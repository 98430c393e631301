/// persistent ailments a unit can be under. encoded into state keys as a
/// small integer, 0 meaning healthy.
#[derive(Debug, Clone, Copy, PartialEq, Eq, Hash)]
pub enum Status {
    Burn,
    Freeze,
    Paralysis,
    Poison,
    Sleep,
    Toxic,
}

impl Status {
    pub fn code(self) -> u8 {
        match self {
            Status::Burn => 1,
            Status::Freeze => 2,
            Status::Paralysis => 3,
            Status::Poison => 4,
            Status::Sleep => 5,
            Status::Toxic => 6,
        }
    }
}

/// 0 for a healthy or absent unit
pub fn code_of(status: Option<Status>) -> u8 {
    status.map(Status::code).unwrap_or(0)
}
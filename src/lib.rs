pub mod battle;
pub mod encode;
pub mod policy;
pub mod reward;
pub mod save;
pub mod skirmish;

pub use battle::*;
pub use policy::agent::Agent;
pub use policy::session::Session;

/// dimensional analysis types
pub type Value = f64;
pub type Probability = f64;

// learning defaults, overridable at construction
pub const DEFAULT_ALPHA: Value = 0.1;
pub const DEFAULT_GAMMA: Value = 0.995;
pub const DEFAULT_LAMBDA: Value = 0.8;
pub const DEFAULT_EPSILON: Probability = 0.1;

/// eligibility entries below this are dropped to bound trace memory
pub const TRACE_FLOOR: Value = 1e-3;

/// learning rate of the terminal nudge applied to the last switch context
pub const SWITCH_NUDGE_ALPHA: Value = 0.1;

// heuristic table seeding parameters
pub const MASTER_SEED_TEMPERATURE: Value = 10.0;
pub const SUB_SEED_TEMPERATURE: Value = 1.0;
pub const DELEGATE_BASELINE_SCORE: Value = 50.0;

// reward shaping weights
pub const W_FAINT: Value = 0.1;
pub const W_HEALTH: Value = 0.05;
pub const W_STATUS: Value = 0.01;
pub const W_BOOST: Value = 0.01;
pub const TERMINAL_REWARD: Value = 1.0;

/// stat stages saturate at +/-6
pub const MAX_BOOST_STAGE: i8 = 6;

/// progress bar
pub fn progress(n: usize) -> indicatif::ProgressBar {
    let tick = std::time::Duration::from_secs(10);
    let style =
        "{spinner:.cyan} [{pos}/{len}] {elapsed} @ {per_sec:>12} ~ {percent:>3}% {wide_bar:.cyan}";
    let style = indicatif::ProgressStyle::with_template(style).unwrap();
    let progress = indicatif::ProgressBar::new(n as u64);
    progress.set_style(style);
    progress.enable_steady_tick(tick);
    progress
}

/// initialize combined terminal + file logging
pub fn logs() {
    std::fs::create_dir_all("logs").expect("create logs directory");
    let config = simplelog::ConfigBuilder::new()
        .set_location_level(log::LevelFilter::Off)
        .set_target_level(log::LevelFilter::Off)
        .set_thread_level(log::LevelFilter::Off)
        .build();
    let time = std::time::SystemTime::now()
        .duration_since(std::time::UNIX_EPOCH)
        .expect("time moves slow")
        .as_secs();
    let file = simplelog::WriteLogger::new(
        log::LevelFilter::Debug,
        config.clone(),
        std::fs::File::create(format!("logs/{}.log", time)).expect("create log file"),
    );
    let term = simplelog::TermLogger::new(
        log::LevelFilter::Info,
        config.clone(),
        simplelog::TerminalMode::Mixed,
        simplelog::ColorChoice::Auto,
    );
    simplelog::CombinedLogger::init(vec![term, file]).expect("initialize logger");
}
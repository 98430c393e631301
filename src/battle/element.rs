/// elemental typing of units and moves, with the classic
/// rock-paper-scissors-style effectiveness wheel
#[derive(Debug, Clone, Copy, PartialEq, Eq, Hash)]
pub enum Element {
    Normal,
    Fire,
    Water,
    Electric,
    Grass,
    Ice,
    Fighting,
    Poison,
    Ground,
    Flying,
    Psychic,
    Rock,
}

impl Element {
    /// damage multiplier of an attack of this element against a single
    /// defending element. pairs not listed are neutral (1.0).
    pub fn multiplier(self, defend: Element) -> f64 {
        use Element::*;
        match (self, defend) {
            (Normal, Rock) => 0.5,
            (Fire, Fire) | (Fire, Water) | (Fire, Rock) => 0.5,
            (Fire, Grass) | (Fire, Ice) => 2.0,
            (Water, Fire) | (Water, Ground) | (Water, Rock) => 2.0,
            (Water, Water) | (Water, Grass) => 0.5,
            (Electric, Water) | (Electric, Flying) => 2.0,
            (Electric, Electric) | (Electric, Grass) => 0.5,
            (Electric, Ground) => 0.0,
            (Grass, Water) | (Grass, Ground) | (Grass, Rock) => 2.0,
            (Grass, Fire) | (Grass, Grass) | (Grass, Poison) | (Grass, Flying) => 0.5,
            (Ice, Grass) | (Ice, Ground) | (Ice, Flying) => 2.0,
            (Ice, Water) | (Ice, Ice) => 0.5,
            (Fighting, Normal) | (Fighting, Ice) | (Fighting, Rock) => 2.0,
            (Fighting, Poison) | (Fighting, Flying) | (Fighting, Psychic) => 0.5,
            (Poison, Grass) => 2.0,
            (Poison, Poison) | (Poison, Ground) | (Poison, Rock) => 0.5,
            (Ground, Fire) | (Ground, Electric) | (Ground, Poison) | (Ground, Rock) => 2.0,
            (Ground, Grass) => 0.5,
            (Ground, Flying) => 0.0,
            (Flying, Grass) | (Flying, Fighting) => 2.0,
            (Flying, Electric) | (Flying, Rock) => 0.5,
            (Psychic, Fighting) | (Psychic, Poison) => 2.0,
            (Psychic, Psychic) => 0.5,
            (Rock, Fire) | (Rock, Ice) | (Rock, Flying) => 2.0,
            (Rock, Fighting) | (Rock, Ground) => 0.5,
            _ => 1.0,
        }
    }

    /// combined multiplier against a dual-element defender
    pub fn against(self, defend: &[Element]) -> f64 {
        defend.iter().map(|d| self.multiplier(*d)).product()
    }
}

#[cfg(test)]
mod tests {
    use super::*;

    #[test]
    fn wheel_is_asymmetric() {
        assert_eq!(Element::Fire.multiplier(Element::Grass), 2.0);
        assert_eq!(Element::Grass.multiplier(Element::Fire), 0.5);
        assert_eq!(Element::Electric.multiplier(Element::Ground), 0.0);
        assert_eq!(Element::Normal.multiplier(Element::Normal), 1.0);
    }

    #[test]
    fn dual_defense_compounds() {
        let defend = [Element::Grass, Element::Poison];
        assert_eq!(Element::Fire.against(&defend), 2.0);
        assert_eq!(Element::Grass.against(&defend), 0.25);
    }
}
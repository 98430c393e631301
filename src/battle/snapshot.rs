use super::unit::Unit;

/// entry hazards on one side of the field, in a fixed slot order
/// (spikes, rocks, web, toxic spikes)
#[derive(Debug, Clone, Copy, Default, PartialEq, Eq)]
pub struct Hazards(pub [bool; 4]);

impl Hazards {
    pub const SPIKES: usize = 0;
    pub const ROCKS: usize = 1;
    pub const WEB: usize = 2;
    pub const TOXIC_SPIKES: usize = 3;

    pub fn flags(&self) -> [bool; 4] {
        self.0
    }

    pub fn any(&self) -> bool {
        self.0.iter().any(|f| *f)
    }
}

/// everything the match engine exposes at one decision point.
/// the learning core consumes this read-only; it never advances a match.
#[derive(Debug, Clone, Default)]
pub struct Snapshot {
    pub own_active: Option<Unit>,
    pub foe_active: Option<Unit>,
    /// full rosters, active units included, for reward aggregation
    pub own_roster: Vec<Unit>,
    pub foe_roster: Vec<Unit>,
    /// hazards on the agent's side
    pub hazards: Hazards,
    /// the engine demands a replacement; direct moves are illegal
    pub force_switch: bool,
    /// ids of moves usable this turn (a subset of the active unit's moves)
    pub available_moves: Vec<String>,
    /// bench units eligible to switch in
    pub switch_candidates: Vec<Unit>,
}

impl Snapshot {
    /// all known move ids of the own active unit, sorted for a stable
    /// slot order across decision points
    pub fn sorted_known_moves(&self) -> Vec<&str> {
        let mut ids: Vec<&str> = self
            .own_active
            .iter()
            .flat_map(|u| u.moves.iter().map(|m| m.id.as_str()))
            .collect();
        ids.sort_unstable();
        ids
    }
}
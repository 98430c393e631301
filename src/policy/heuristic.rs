use super::master::MasterTable;
use super::sub::SubTable;
use crate::battle::action::{self, ActionId};
use crate::battle::snapshot::Snapshot;
use crate::battle::unit::{Boosts, Move, MoveKind, Unit};
use crate::encode::{self, MasterKey, SubKey};
use crate::Value;

const SPEED_TIER_COEFFICIENT: f64 = 0.1;
const HP_FRACTION_COEFFICIENT: f64 = 0.4;

/// rough effective stat after boost stages, on the classic base-stat scale
fn stat_estimation(unit: &Unit, stat: &str) -> f64 {
    let (base, stage) = match stat {
        "atk" => (unit.stats.atk, unit.boosts.atk),
        "def" => (unit.stats.def, unit.boosts.def),
        "spa" => (unit.stats.spa, unit.boosts.spa),
        "spd" => (unit.stats.spd, unit.boosts.spd),
        _ => (unit.stats.spe, unit.boosts.spe),
    };
    ((2.0 * base as f64 + 31.0) + 5.0) * Boosts::multiplier(stage)
}

/// expected-damage style desirability of a direct move. pure function of
/// the snapshot; no lookahead, no simulation.
pub fn move_score(mv: &Move, user: Option<&Unit>, target: Option<&Unit>) -> f64 {
    let (user, target) = match (user, target) {
        (Some(u), Some(t)) => (u, t),
        _ => return 0.0,
    };
    let (atk, def) = match mv.kind {
        MoveKind::Physical => (
            stat_estimation(user, "atk"),
            stat_estimation(target, "def"),
        ),
        _ => (
            stat_estimation(user, "spa"),
            stat_estimation(target, "spd"),
        ),
    };
    let ratio = if def > 0.0 { atk / def } else { 1.0 };
    let stab = if user.elements.contains(&mv.element) {
        1.5
    } else {
        1.0
    };
    let effectiveness = mv.element.against(&target.elements);
    mv.power * stab * ratio * mv.accuracy * effectiveness
}

/// matchup quality of sending `candidate` in against `foe`
pub fn matchup_score(candidate: &Unit, foe: Option<&Unit>) -> f64 {
    let foe = match foe {
        Some(f) => f,
        None => return 0.0,
    };
    let offense = candidate
        .elements
        .iter()
        .map(|e| e.against(&foe.elements))
        .fold(0.0, f64::max);
    let exposure = foe
        .elements
        .iter()
        .map(|e| e.against(&candidate.elements))
        .fold(0.0, f64::max);
    let mut score = offense - exposure;
    if candidate.stats.spe > foe.stats.spe {
        score += SPEED_TIER_COEFFICIENT;
    } else if foe.stats.spe > candidate.stats.spe {
        score -= SPEED_TIER_COEFFICIENT;
    }
    score += candidate.hp_fraction() * HP_FRACTION_COEFFICIENT;
    score -= foe.hp_fraction() * HP_FRACTION_COEFFICIENT;
    score
}

/// numerically stable softmax with a flattening temperature
fn softmax(scores: &[f64], temperature: f64) -> Vec<f64> {
    let max = scores.iter().cloned().fold(f64::NEG_INFINITY, f64::max);
    let exps: Vec<f64> = scores
        .iter()
        .map(|s| ((s - max) / temperature).exp())
        .collect();
    let sum: f64 = exps.iter().sum();
    exps.iter().map(|e| e / sum).collect()
}

/// seed every not-yet-visited (state, action) entry for this decision
/// point with its softmax share of the heuristic scores. entries already
/// present are left untouched, so seeding is idempotent and one-shot.
pub fn seed_master(
    table: &mut MasterTable,
    key: &MasterKey,
    legal: &[ActionId],
    snapshot: &Snapshot,
    temperature: Value,
) {
    if legal.iter().all(|a| table.contains(key, *a)) {
        return;
    }
    let user = snapshot.own_active.as_ref();
    let target = snapshot.foe_active.as_ref();
    let scores: Vec<f64> = legal
        .iter()
        .map(|a| match a {
            ActionId::Delegate => crate::DELEGATE_BASELINE_SCORE,
            ActionId::Slot(slot) => action::resolve_slot(snapshot, *slot)
                .map(|mv| move_score(mv, user, target))
                .unwrap_or(0.0),
        })
        .collect();
    let seeds = softmax(&scores, temperature);
    for (a, seed) in legal.iter().zip(seeds) {
        if !table.contains(key, *a) {
            table.set(key.clone(), *a, seed);
        }
    }
}

/// mirror of `seed_master` for the switch specialist, scored by matchup
/// quality across all candidates at once
pub fn seed_sub(table: &mut SubTable, snapshot: &Snapshot, keys: &[SubKey], temperature: Value) {
    debug_assert_eq!(keys.len(), snapshot.switch_candidates.len());
    if keys.iter().all(|k| table.contains(k)) {
        return;
    }
    let foe = snapshot.foe_active.as_ref();
    let scores: Vec<f64> = snapshot
        .switch_candidates
        .iter()
        .map(|cand| matchup_score(cand, foe))
        .collect();
    let seeds = softmax(&scores, temperature);
    for (key, seed) in keys.iter().zip(seeds) {
        if !table.contains(key) {
            table.set(key.clone(), seed);
        }
    }
}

## Task details
Go through the entries and copy each line holding the string "heuristic".

## Response below
// heuristic table seeding parameters
filename src/policy/heuristic.rs
/// point with its softmax share of the heuristic scores. entries already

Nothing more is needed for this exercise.